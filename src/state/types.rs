//! State types for tracking read progress
//!
//! These types are serialized to JSON and persisted between runs.

use chrono::{DateTime, Utc};
use serde::{Deserialize, Serialize};
use serde_json::Value;
use std::collections::BTreeMap;

/// Complete state for a source
#[derive(Debug, Clone, Default, PartialEq, Serialize, Deserialize)]
pub struct State {
    /// Per-stream state
    #[serde(default)]
    pub streams: BTreeMap<String, StreamState>,
}

impl State {
    /// Create a new empty state
    pub fn new() -> Self {
        Self::default()
    }

    /// Get state for a stream
    pub fn get_stream(&self, stream: &str) -> Option<&StreamState> {
        self.streams.get(stream)
    }

    /// Get the checkpoint for a stream
    pub fn get_checkpoint(&self, stream: &str) -> Option<&Value> {
        self.streams.get(stream).map(|s| &s.checkpoint)
    }

    /// Replace the checkpoint for a stream
    pub fn set_checkpoint(&mut self, stream: &str, checkpoint: Value) {
        self.streams
            .insert(stream.to_string(), StreamState::new(checkpoint));
    }
}

/// State for a single stream
#[derive(Debug, Clone, PartialEq, Serialize, Deserialize)]
pub struct StreamState {
    /// Latest checkpoint emitted by the stream's cursor
    pub checkpoint: Value,

    /// When the checkpoint was recorded
    #[serde(default)]
    pub updated_at: Option<DateTime<Utc>>,
}

impl StreamState {
    /// Create stream state recorded now
    pub fn new(checkpoint: Value) -> Self {
        Self {
            checkpoint,
            updated_at: Some(Utc::now()),
        }
    }
}
//! Stream module
//!
//! The `Stream` trait and its in-memory implementation.

mod static_stream;
mod types;

pub use static_stream::StaticStream;
pub use types::{PartitionStream, Stream};
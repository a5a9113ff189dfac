//! Work queue item types
//!
//! Everything workers hand to the coordinator travels as a `QueueItem`.

use crate::error::SharedError;
use crate::partition::{Partition, Record};

/// Signals that a partition has been read, successfully or not
///
/// Exactly one is produced for every partition handed to a reader.
#[derive(Debug)]
pub struct PartitionCompleteSentinel {
    /// The partition, handed back by its reader
    pub partition: Box<dyn Partition>,
    /// Whether every record was read and the partition was closed
    pub is_successful: bool,
}

/// Signals that a stream has no more partitions to generate
///
/// Exactly one is produced for every stream whose generation was started.
#[derive(Debug, Clone, PartialEq, Eq)]
pub struct GenerationCompleteSentinel {
    /// Stream name
    pub stream: String,
}

/// An error caught inside a worker, attributed to a stream
#[derive(Debug, Clone)]
pub struct StreamThreadError {
    /// Stream name
    pub stream: String,
    /// The caught error
    pub error: SharedError,
}

/// A message on the work queue
#[derive(Debug)]
pub enum QueueItem {
    /// A partition ready to be read
    Partition(Box<dyn Partition>),
    /// A record read from a partition
    Record(Record),
    /// A partition finished
    PartitionComplete(PartitionCompleteSentinel),
    /// A stream finished generating partitions
    GenerationComplete(GenerationCompleteSentinel),
    /// A worker caught an error
    StreamError(StreamThreadError),
}

impl QueueItem {
    /// Create a partition completion item
    pub fn partition_complete(partition: Box<dyn Partition>, is_successful: bool) -> Self {
        Self::PartitionComplete(PartitionCompleteSentinel {
            partition,
            is_successful,
        })
    }

    /// Create a generation completion item
    pub fn generation_complete(stream: impl Into<String>) -> Self {
        Self::GenerationComplete(GenerationCompleteSentinel {
            stream: stream.into(),
        })
    }

    /// Create a stream error item
    pub fn stream_error(stream: impl Into<String>, error: SharedError) -> Self {
        Self::StreamError(StreamThreadError {
            stream: stream.into(),
            error,
        })
    }

    /// Name of the stream this item belongs to
    pub fn stream_name(&self) -> &str {
        match self {
            Self::Partition(p) => p.stream_name(),
            Self::Record(r) => &r.stream,
            Self::PartitionComplete(s) => s.partition.stream_name(),
            Self::GenerationComplete(s) => &s.stream,
            Self::StreamError(e) => &e.stream,
        }
    }

    /// Short label for logging
    pub fn kind(&self) -> &'static str {
        match self {
            Self::Partition(_) => "partition",
            Self::Record(_) => "record",
            Self::PartitionComplete(_) => "partition_complete",
            Self::GenerationComplete(_) => "generation_complete",
            Self::StreamError(_) => "stream_error",
        }
    }
}
//! In-memory stream implementation

use super::types::{PartitionStream, Stream};
use crate::cursor::{compare_cursor_values, Cursor, FinalStateCursor};
use crate::error::{Error, Result};
use crate::partition::{extract_path, Partition, SliceBounds, StaticPartition};
use futures::StreamExt;
use serde_json::Value;
use std::cmp::Ordering;
use std::fmt;
use std::sync::Arc;
use std::time::Duration;

/// Stream whose partitions are held in memory
#[derive(Clone)]
pub struct StaticStream {
    name: String,
    partitions: Vec<StaticPartition>,
    cursor: Arc<dyn Cursor>,
    /// Fail generation after this many partitions
    fail_generation_after: Option<usize>,
    /// Pause before each partition is generated
    partition_delay: Option<Duration>,
}

impl StaticStream {
    /// Create an empty stream with a final state cursor
    pub fn new(name: impl Into<String>) -> Self {
        Self {
            name: name.into(),
            partitions: Vec::new(),
            cursor: Arc::new(FinalStateCursor::new()),
            fail_generation_after: None,
            partition_delay: None,
        }
    }

    /// Split `records` into one partition per slice, by `cursor_field`
    ///
    /// A record lands in the slice whose `[start, end)` range contains its
    /// cursor value; records outside every slice are dropped.
    pub fn sliced(
        name: impl Into<String>,
        cursor_field: &str,
        records: &[Value],
        slices: &[SliceBounds],
    ) -> Result<Self> {
        let name = name.into();
        let mut partitions = Vec::with_capacity(slices.len());

        for (idx, bounds) in slices.iter().enumerate() {
            let mut in_slice = Vec::new();
            for record in records {
                let Some(value) = extract_path(record, cursor_field) else {
                    continue;
                };
                let after_start = compare_cursor_values(value, &bounds.start).ok_or_else(|| {
                    Error::stream(&name, format!("Cannot compare {value} with slice start"))
                })? != Ordering::Less;
                let before_end = compare_cursor_values(value, &bounds.end).ok_or_else(|| {
                    Error::stream(&name, format!("Cannot compare {value} with slice end"))
                })? == Ordering::Less;
                if after_start && before_end {
                    in_slice.push(record.clone());
                }
            }

            partitions.push(
                StaticPartition::new(&name, format!("{idx}_{}", slice_label(&bounds.start)))
                    .with_slice(bounds.to_slice())
                    .with_records(in_slice),
            );
        }

        Ok(Self::new(name).with_partitions(partitions))
    }

    /// Add a partition
    #[must_use]
    pub fn with_partition(mut self, partition: StaticPartition) -> Self {
        self.partitions.push(partition);
        self
    }

    /// Replace the partitions
    #[must_use]
    pub fn with_partitions(mut self, partitions: Vec<StaticPartition>) -> Self {
        self.partitions = partitions;
        self
    }

    /// Set the cursor
    #[must_use]
    pub fn with_cursor(mut self, cursor: Arc<dyn Cursor>) -> Self {
        self.cursor = cursor;
        self
    }

    /// Fail generation after `count` partitions
    #[must_use]
    pub fn with_fail_generation_after(mut self, count: usize) -> Self {
        self.fail_generation_after = Some(count);
        self
    }

    /// Pause before each partition is generated
    #[must_use]
    pub fn with_partition_delay(mut self, delay: Duration) -> Self {
        self.partition_delay = Some(delay);
        self
    }

    /// The configured partitions
    pub fn partitions(&self) -> &[StaticPartition] {
        &self.partitions
    }
}

impl Stream for StaticStream {
    fn name(&self) -> &str {
        &self.name
    }

    fn generate_partitions(&self) -> PartitionStream {
        let count = self
            .fail_generation_after
            .map_or(self.partitions.len(), |n| n.min(self.partitions.len()));

        let mut items: Vec<Result<Box<dyn Partition>>> = self
            .partitions
            .iter()
            .take(count)
            .map(|p| Ok(Box::new(p.clone()) as Box<dyn Partition>))
            .collect();

        if let Some(n) = self.fail_generation_after {
            items.push(Err(Error::stream(
                self.name.clone(),
                format!("partition generation failed after {n} partitions"),
            )));
        }

        let delay = self.partition_delay;
        futures::stream::iter(items)
            .then(move |item| async move {
                if let Some(d) = delay {
                    tokio::time::sleep(d).await;
                }
                item
            })
            .boxed()
    }

    fn cursor(&self) -> Arc<dyn Cursor> {
        Arc::clone(&self.cursor)
    }
}

impl fmt::Debug for StaticStream {
    fn fmt(&self, f: &mut fmt::Formatter<'_>) -> fmt::Result {
        f.debug_struct("StaticStream")
            .field("name", &self.name)
            .field("partitions", &self.partitions.len())
            .field("cursor", &self.cursor)
            .finish_non_exhaustive()
    }
}

fn slice_label(value: &Value) -> String {
    match value {
        Value::String(s) => s.clone(),
        other => other.to_string(),
    }
}
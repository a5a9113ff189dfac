//! CLI module
//!
//! Command-line interface for running source definitions.
//!
//! # Commands
//!
//! - `read` - Read every stream concurrently and print the messages
//! - `validate` - Load and validate a source definition

mod commands;
mod runner;

pub use commands::{Cli, Commands, OutputFormat};
pub use runner::Runner;
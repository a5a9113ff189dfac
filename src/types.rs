//! Common types used throughout streamfan
//!
//! This module contains shared type definitions used across multiple
//! modules.

use serde::{Deserialize, Serialize};
use std::fmt;

// ============================================================================
// Sync Mode
// ============================================================================

/// Synchronization mode for streams, derived from whether a stream has a cursor
#[derive(Debug, Clone, Copy, PartialEq, Eq, Default, Serialize, Deserialize)]
#[serde(rename_all = "snake_case")]
pub enum SyncMode {
    /// Full refresh - read every partition every time
    #[default]
    FullRefresh,
    /// Incremental - resume from the last checkpoint
    Incremental,
}

// ============================================================================
// Stream Status
// ============================================================================

/// Lifecycle status reported for each stream during a read
#[derive(Debug, Clone, Copy, PartialEq, Eq, Serialize, Deserialize)]
#[serde(rename_all = "SCREAMING_SNAKE_CASE")]
pub enum StreamStatus {
    /// Partition generation has started
    Started,
    /// The first record has been delivered
    Running,
    /// All partitions were read successfully
    Complete,
    /// The stream finished with at least one error
    Incomplete,
}

impl fmt::Display for StreamStatus {
    fn fmt(&self, f: &mut fmt::Formatter<'_>) -> fmt::Result {
        let s = match self {
            StreamStatus::Started => "STARTED",
            StreamStatus::Running => "RUNNING",
            StreamStatus::Complete => "COMPLETE",
            StreamStatus::Incomplete => "INCOMPLETE",
        };
        f.write_str(s)
    }
}

// ============================================================================
// Log Level
// ============================================================================

/// Log level for engine messages
#[derive(Debug, Clone, Copy, PartialEq, Eq, Serialize, Deserialize)]
#[serde(rename_all = "UPPERCASE")]
pub enum LogLevel {
    Trace,
    Debug,
    Info,
    Warn,
    Error,
}

impl From<LogLevel> for tracing::Level {
    fn from(level: LogLevel) -> Self {
        match level {
            LogLevel::Trace => tracing::Level::TRACE,
            LogLevel::Debug => tracing::Level::DEBUG,
            LogLevel::Info => tracing::Level::INFO,
            LogLevel::Warn => tracing::Level::WARN,
            LogLevel::Error => tracing::Level::ERROR,
        }
    }
}
//! State manager implementation
//!
//! Provides file-based checkpoint persistence with atomic writes.

use super::types::State;
use crate::error::{Error, Result};
use serde_json::Value;
use std::path::{Path, PathBuf};
use std::sync::Arc;
use tokio::sync::RwLock;

/// State manager for persisting and loading checkpoints
#[derive(Debug)]
pub struct StateManager {
    /// Path to the state file
    path: PathBuf,
    /// Current state (cached)
    state: Arc<RwLock<State>>,
    /// Whether to save on every update
    auto_save: bool,
}

impl StateManager {
    /// Create a new state manager with the given path
    pub fn new(path: impl AsRef<Path>) -> Self {
        Self {
            path: path.as_ref().to_path_buf(),
            state: Arc::new(RwLock::new(State::new())),
            auto_save: true,
        }
    }

    /// Create a state manager that only writes on `save`/`checkpoint`
    pub fn without_auto_save(path: impl AsRef<Path>) -> Self {
        Self {
            auto_save: false,
            ..Self::new(path)
        }
    }

    /// Create an in-memory state manager (no file persistence)
    pub fn in_memory() -> Self {
        Self {
            path: PathBuf::new(),
            state: Arc::new(RwLock::new(State::new())),
            auto_save: false,
        }
    }

    /// Create a state manager from a file, loading existing state if present
    pub fn from_file(path: impl AsRef<Path>) -> Result<Self> {
        let path = path.as_ref().to_path_buf();
        let state = if path.exists() {
            let contents = std::fs::read_to_string(&path)
                .map_err(|e| Error::state(format!("Failed to read state file: {e}")))?;
            parse_state(&contents)?
        } else {
            State::new()
        };

        Ok(Self {
            path,
            state: Arc::new(RwLock::new(state)),
            auto_save: true,
        })
    }

    /// Create a state manager from inline JSON string
    pub fn from_json(json: &str) -> Result<Self> {
        Ok(Self {
            path: PathBuf::new(),
            state: Arc::new(RwLock::new(parse_state(json)?)),
            auto_save: false,
        })
    }

    /// Load state from file, replacing what is cached
    pub async fn load(&self) -> Result<()> {
        if self.is_in_memory() || !self.path.exists() {
            return Ok(());
        }

        let contents = tokio::fs::read_to_string(&self.path)
            .await
            .map_err(|e| Error::state(format!("Failed to read state file: {e}")))?;
        let loaded = parse_state(&contents)?;

        *self.state.write().await = loaded;
        Ok(())
    }

    /// Save current state to the configured file
    pub async fn save(&self) -> Result<()> {
        if self.is_in_memory() {
            return Ok(());
        }
        self.save_to_file(&self.path).await
    }

    /// Save state to a specific file path
    pub async fn save_to_file(&self, path: impl AsRef<Path>) -> Result<()> {
        let contents = self.to_json_pretty().await?;

        // Write to temp file first, then rename for atomicity
        let path = path.as_ref();
        let temp_path = path.with_extension("tmp");
        tokio::fs::write(&temp_path, &contents)
            .await
            .map_err(|e| Error::state(format!("Failed to write state file: {e}")))?;
        tokio::fs::rename(&temp_path, path)
            .await
            .map_err(|e| Error::state(format!("Failed to rename state file: {e}")))?;

        Ok(())
    }

    /// Get a snapshot of the current state
    pub async fn snapshot(&self) -> State {
        self.state.read().await.clone()
    }

    /// Export state as JSON string
    pub async fn to_json(&self) -> Result<String> {
        let state = self.state.read().await;
        serde_json::to_string(&*state)
            .map_err(|e| Error::state(format!("Failed to serialize state: {e}")))
    }

    /// Export state as pretty-printed JSON string
    pub async fn to_json_pretty(&self) -> Result<String> {
        let state = self.state.read().await;
        serde_json::to_string_pretty(&*state)
            .map_err(|e| Error::state(format!("Failed to serialize state: {e}")))
    }

    /// Get the checkpoint for a stream
    pub async fn get_checkpoint(&self, stream: &str) -> Option<Value> {
        self.state.read().await.get_checkpoint(stream).cloned()
    }

    /// Record the checkpoint for a stream
    pub async fn set_checkpoint(&self, stream: &str, checkpoint: Value) -> Result<()> {
        self.state.write().await.set_checkpoint(stream, checkpoint);

        if self.auto_save {
            self.save().await?;
        }
        Ok(())
    }

    /// Clear all state
    pub async fn clear(&self) -> Result<()> {
        *self.state.write().await = State::new();

        if self.auto_save {
            self.save().await?;
        }
        Ok(())
    }

    /// Clear state for a specific stream
    pub async fn clear_stream(&self, stream: &str) -> Result<()> {
        self.state.write().await.streams.remove(stream);

        if self.auto_save {
            self.save().await?;
        }
        Ok(())
    }

    /// Get the state file path
    pub fn path(&self) -> &Path {
        &self.path
    }

    /// Check if using in-memory mode
    pub fn is_in_memory(&self) -> bool {
        self.path.as_os_str().is_empty()
    }

    /// Persist the current state (alias for save)
    pub async fn checkpoint(&self) -> Result<()> {
        self.save().await
    }
}

impl Clone for StateManager {
    fn clone(&self) -> Self {
        Self {
            path: self.path.clone(),
            state: Arc::clone(&self.state),
            auto_save: self.auto_save,
        }
    }
}

fn parse_state(contents: &str) -> Result<State> {
    serde_json::from_str(contents).map_err(|e| Error::state(format!("Failed to parse state: {e}")))
}
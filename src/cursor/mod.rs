//! Cursor module
//!
//! Per-stream progress tracking and checkpoint derivation.
//!
//! # Overview
//!
//! A cursor is shared by every reader of one stream. Readers call
//! `observe` for each record. The coordinator calls `close_partition` once a
//! partition's records have all been delivered, and `state` to produce a
//! checkpoint.
//!
//! Two invariants hold for every implementation:
//! - checkpoints never regress
//! - only closed partitions can move the checkpoint

mod concurrent;
mod final_state;
mod value;

pub use concurrent::ConcurrentCursor;
pub use final_state::{FinalStateCursor, NO_CURSOR_STATE_KEY};
pub use value::compare_cursor_values;

use crate::error::Result;
use crate::partition::{Partition, Record};
use serde_json::Value;
use std::fmt;

/// Progress tracker for one stream
///
/// Implementations must be internally thread-safe: readers of different
/// partitions of the same stream call `observe` concurrently with the
/// coordinator's `close_partition` and `state`.
pub trait Cursor: Send + Sync + fmt::Debug {
    /// Record that a record was read
    fn observe(&self, record: &Record) -> Result<()>;

    /// Finalise a partition's contribution; called once, after its last record
    fn close_partition(&self, partition: &dyn Partition) -> Result<()>;

    /// Produce a checkpoint snapshot
    fn state(&self) -> Value;
}
//! Worker pool module
//!
//! Bounded execution of partition generation and partition reads.
//!
//! # Overview
//!
//! - `W` worker permits bound how many tasks run at once
//! - an in-flight counter (submitted, not finished) drives cooperative
//!   backpressure through `CapacityGauge`
//! - a panic that escapes a task is caught at the task boundary and stored
//!   as a fatal error, surfaced by `check_for_errors`

use crate::error::{panic_message, Error, Result, SharedError};
use futures::FutureExt;
use std::future::Future;
use std::panic::AssertUnwindSafe;
use std::sync::{Arc, Mutex, MutexGuard, PoisonError};
use std::time::Duration;
use tokio::sync::{Notify, Semaphore};
use tokio::task::JoinSet;
use tracing::{debug, error};

#[derive(Debug, Default)]
struct PoolCounters {
    /// Submitted or reserved, not yet finished
    in_flight: usize,
    /// Holding a worker permit
    running: usize,
    peak_in_flight: usize,
    peak_running: usize,
    submitted: usize,
    finished: usize,
}

#[derive(Debug)]
struct PoolShared {
    counters: Mutex<PoolCounters>,
    max_concurrent_tasks: usize,
    capacity_freed: Notify,
    fatal: Mutex<Option<SharedError>>,
}

impl PoolShared {
    fn counters(&self) -> MutexGuard<'_, PoolCounters> {
        self.counters.lock().unwrap_or_else(PoisonError::into_inner)
    }

    fn fatal_error(&self) -> Option<SharedError> {
        self.fatal
            .lock()
            .unwrap_or_else(PoisonError::into_inner)
            .clone()
    }

    fn record_fatal(&self, err: Error) {
        let mut fatal = self.fatal.lock().unwrap_or_else(PoisonError::into_inner);
        if fatal.is_none() {
            error!(error = %err, "Fatal worker pool error");
            *fatal = Some(Arc::new(err));
        }
    }

    fn add_in_flight(&self) {
        let mut c = self.counters();
        c.in_flight += 1;
        c.peak_in_flight = c.peak_in_flight.max(c.in_flight);
    }

    fn task_started(&self) {
        let mut c = self.counters();
        c.running += 1;
        c.peak_running = c.peak_running.max(c.running);
    }

    fn task_stopped(&self) {
        self.counters().running -= 1;
    }

    fn task_finished(&self) {
        {
            let mut c = self.counters();
            c.in_flight -= 1;
            c.finished += 1;
        }
        self.capacity_freed.notify_waiters();
    }
}

/// Cloneable view of the pool's capacity for producers
#[derive(Debug, Clone)]
pub struct CapacityGauge {
    shared: Arc<PoolShared>,
}

impl CapacityGauge {
    /// Whether in-flight tasks meet or exceed the capacity threshold
    pub fn is_over_capacity(&self) -> bool {
        self.shared.counters().in_flight >= self.shared.max_concurrent_tasks
    }

    /// Wait until the pool is under capacity
    ///
    /// Wakes when a task finishes, and re-checks every `poll_interval` in
    /// case a wakeup was missed.
    pub async fn wait_for_capacity(&self, poll_interval: Duration) {
        loop {
            let freed = self.shared.capacity_freed.notified();
            if !self.is_over_capacity() {
                return;
            }
            tokio::select! {
                () = freed => {}
                () = tokio::time::sleep(poll_interval) => {}
            }
        }
    }

    /// Wait for capacity and claim one in-flight slot for a task not yet submitted
    ///
    /// The check and the claim happen under one lock, so concurrent producers
    /// cannot overshoot the threshold together. The slot is later consumed by
    /// `ThreadPoolManager::submit_reserved` or given back with
    /// `ThreadPoolManager::release_reserved`.
    pub async fn reserve_slot(&self, poll_interval: Duration) {
        loop {
            let freed = self.shared.capacity_freed.notified();
            {
                let mut c = self.shared.counters();
                if c.in_flight < self.shared.max_concurrent_tasks {
                    c.in_flight += 1;
                    c.peak_in_flight = c.peak_in_flight.max(c.in_flight);
                    return;
                }
            }
            tokio::select! {
                () = freed => {}
                () = tokio::time::sleep(poll_interval) => {}
            }
        }
    }

    /// Give back a slot claimed by `reserve_slot` without submitting a task
    pub fn release_slot(&self) {
        {
            let mut c = self.shared.counters();
            c.in_flight = c.in_flight.saturating_sub(1);
        }
        self.shared.capacity_freed.notify_waiters();
    }
}

/// Snapshot of pool counters
#[derive(Debug, Clone, Copy, PartialEq, Eq, Default)]
pub struct PoolStats {
    /// Tasks submitted or reserved, not finished
    pub in_flight: usize,
    /// Tasks holding a worker permit
    pub running: usize,
    /// Highest in-flight count seen
    pub peak_in_flight: usize,
    /// Highest running count seen
    pub peak_running: usize,
    /// Tasks submitted
    pub submitted: usize,
    /// Tasks finished
    pub finished: usize,
}

/// Fixed-size worker pool with in-flight task accounting
#[derive(Debug)]
pub struct ThreadPoolManager {
    tasks: JoinSet<()>,
    workers: Arc<Semaphore>,
    num_workers: usize,
    shared: Arc<PoolShared>,
    accepting: bool,
}

impl ThreadPoolManager {
    /// Create a pool of `num_workers` workers
    ///
    /// `max_concurrent_tasks` is the in-flight threshold past which
    /// producers are throttled.
    pub fn new(num_workers: usize, max_concurrent_tasks: usize) -> Self {
        Self {
            tasks: JoinSet::new(),
            workers: Arc::new(Semaphore::new(num_workers)),
            num_workers,
            shared: Arc::new(PoolShared {
                counters: Mutex::new(PoolCounters::default()),
                max_concurrent_tasks,
                capacity_freed: Notify::new(),
                fatal: Mutex::new(None),
            }),
            accepting: true,
        }
    }

    /// Number of workers
    pub fn num_workers(&self) -> usize {
        self.num_workers
    }

    /// In-flight threshold
    pub fn max_concurrent_tasks(&self) -> usize {
        self.shared.max_concurrent_tasks
    }

    /// A capacity handle for producers
    pub fn capacity_gauge(&self) -> CapacityGauge {
        CapacityGauge {
            shared: Arc::clone(&self.shared),
        }
    }

    /// Whether in-flight tasks meet or exceed the capacity threshold
    pub fn is_over_capacity(&self) -> bool {
        self.capacity_gauge().is_over_capacity()
    }

    /// Tasks submitted or reserved, not yet finished
    pub fn in_flight(&self) -> usize {
        self.shared.counters().in_flight
    }

    /// Current counters
    pub fn stats(&self) -> PoolStats {
        let c = self.shared.counters();
        PoolStats {
            in_flight: c.in_flight,
            running: c.running,
            peak_in_flight: c.peak_in_flight,
            peak_running: c.peak_running,
            submitted: c.submitted,
            finished: c.finished,
        }
    }

    /// Schedule a task
    ///
    /// Fails fast with the stored error once the pool has been shut down.
    pub fn submit<F>(&mut self, name: impl Into<String>, task: F) -> Result<()>
    where
        F: Future<Output = ()> + Send + 'static,
    {
        self.ensure_accepting()?;
        self.shared.add_in_flight();
        self.spawn(name.into(), task);
        Ok(())
    }

    /// Schedule a task into a slot claimed by `CapacityGauge::reserve_slot`
    pub fn submit_reserved<F>(&mut self, name: impl Into<String>, task: F) -> Result<()>
    where
        F: Future<Output = ()> + Send + 'static,
    {
        if let Err(e) = self.ensure_accepting() {
            self.release_reserved();
            return Err(e);
        }
        self.spawn(name.into(), task);
        Ok(())
    }

    /// Give back a slot claimed by `CapacityGauge::reserve_slot` without running a task
    pub fn release_reserved(&self) {
        self.capacity_gauge().release_slot();
    }

    fn ensure_accepting(&mut self) -> Result<()> {
        self.reap_finished();
        if let Some(err) = self.shared.fatal_error() {
            return Err(Error::PoolShutdown {
                message: err.to_string(),
            });
        }
        if !self.accepting {
            return Err(Error::PoolShutdown {
                message: "pool no longer accepts tasks".to_string(),
            });
        }
        Ok(())
    }

    fn spawn<F>(&mut self, name: String, task: F)
    where
        F: Future<Output = ()> + Send + 'static,
    {
        self.shared.counters().submitted += 1;
        let shared = Arc::clone(&self.shared);
        let workers = Arc::clone(&self.workers);

        self.tasks.spawn(async move {
            match workers.acquire_owned().await {
                Ok(_permit) => {
                    shared.task_started();
                    let outcome = AssertUnwindSafe(task).catch_unwind().await;
                    shared.task_stopped();
                    if let Err(payload) = outcome {
                        shared.record_fatal(Error::worker_panic(&name, panic_message(&*payload)));
                    }
                }
                Err(_) => debug!(task = %name, "Worker pool closed before task started"),
            }
            shared.task_finished();
        });
    }

    /// Drop join results of tasks that already finished
    fn reap_finished(&mut self) {
        while let Some(Some(joined)) = self.tasks.join_next().now_or_never() {
            if let Err(e) = joined {
                if !e.is_cancelled() {
                    self.shared
                        .record_fatal(Error::worker_panic("worker", e.to_string()));
                }
            }
        }
    }

    /// Record a fatal error and stop accepting new tasks
    ///
    /// Tasks already submitted keep running to completion.
    pub fn shutdown_on_error(&mut self, err: Error) {
        self.shared.record_fatal(err);
        self.accepting = false;
    }

    /// Surface an error that escaped a worker task
    pub fn check_for_errors(&mut self) -> Result<()> {
        self.reap_finished();
        match self.shared.fatal_error() {
            Some(err) => {
                self.accepting = false;
                Err(Error::Shared(err))
            }
            None => Ok(()),
        }
    }

    /// Wait for every submitted task to finish
    pub async fn wait_until_done(&mut self) -> Result<()> {
        while let Some(joined) = self.tasks.join_next().await {
            if let Err(e) = joined {
                if !e.is_cancelled() {
                    self.shared
                        .record_fatal(Error::worker_panic("worker", e.to_string()));
                }
            }
        }
        self.check_for_errors()
    }

    /// Abort every remaining task and stop accepting new ones
    pub async fn shutdown(&mut self) {
        self.accepting = false;
        self.workers.close();
        self.tasks.abort_all();
        while self.tasks.join_next().await.is_some() {}
    }
}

____

WORK ITEM: Retype exactly, and only, the lines above from the one where "self.ensure_accepting()?;" occurs up to and including the one where "shared.task_stopped();" occurs.

TASK OUTPUT:
        self.ensure_accepting()?;
        self.shared.add_in_flight();
        self.spawn(name.into(), task);
        Ok(())
    }

    /// Schedule a task into a slot claimed by `CapacityGauge::reserve_slot`
    pub fn submit_reserved<F>(&mut self, name: impl Into<String>, task: F) -> Result<()>
    where
        F: Future<Output = ()> + Send + 'static,
    {
        if let Err(e) = self.ensure_accepting() {
            self.release_reserved();
            return Err(e);
        }
        self.spawn(name.into(), task);
        Ok(())
    }

    /// Give back a slot claimed by `CapacityGauge::reserve_slot` without running a task
    pub fn release_reserved(&self) {
        self.capacity_gauge().release_slot();
    }

    fn ensure_accepting(&mut self) -> Result<()> {
        self.reap_finished();
        if let Some(err) = self.shared.fatal_error() {
            return Err(Error::PoolShutdown {
                message: err.to_string(),
            });
        }
        if !self.accepting {
            return Err(Error::PoolShutdown {
                message: "pool no longer accepts tasks".to_string(),
            });
        }
        Ok(())
    }

    fn spawn<F>(&mut self, name: String, task: F)
    where
        F: Future<Output = ()> + Send + 'static,
    {
        self.shared.counters().submitted += 1;
        let shared = Arc::clone(&self.shared);
        let workers = Arc::clone(&self.workers);

        self.tasks.spawn(async move {
            match workers.acquire_owned().await {
                Ok(_permit) => {
                    shared.task_started();
                    let outcome = AssertUnwindSafe(task).catch_unwind().await;
                    shared.task_stopped();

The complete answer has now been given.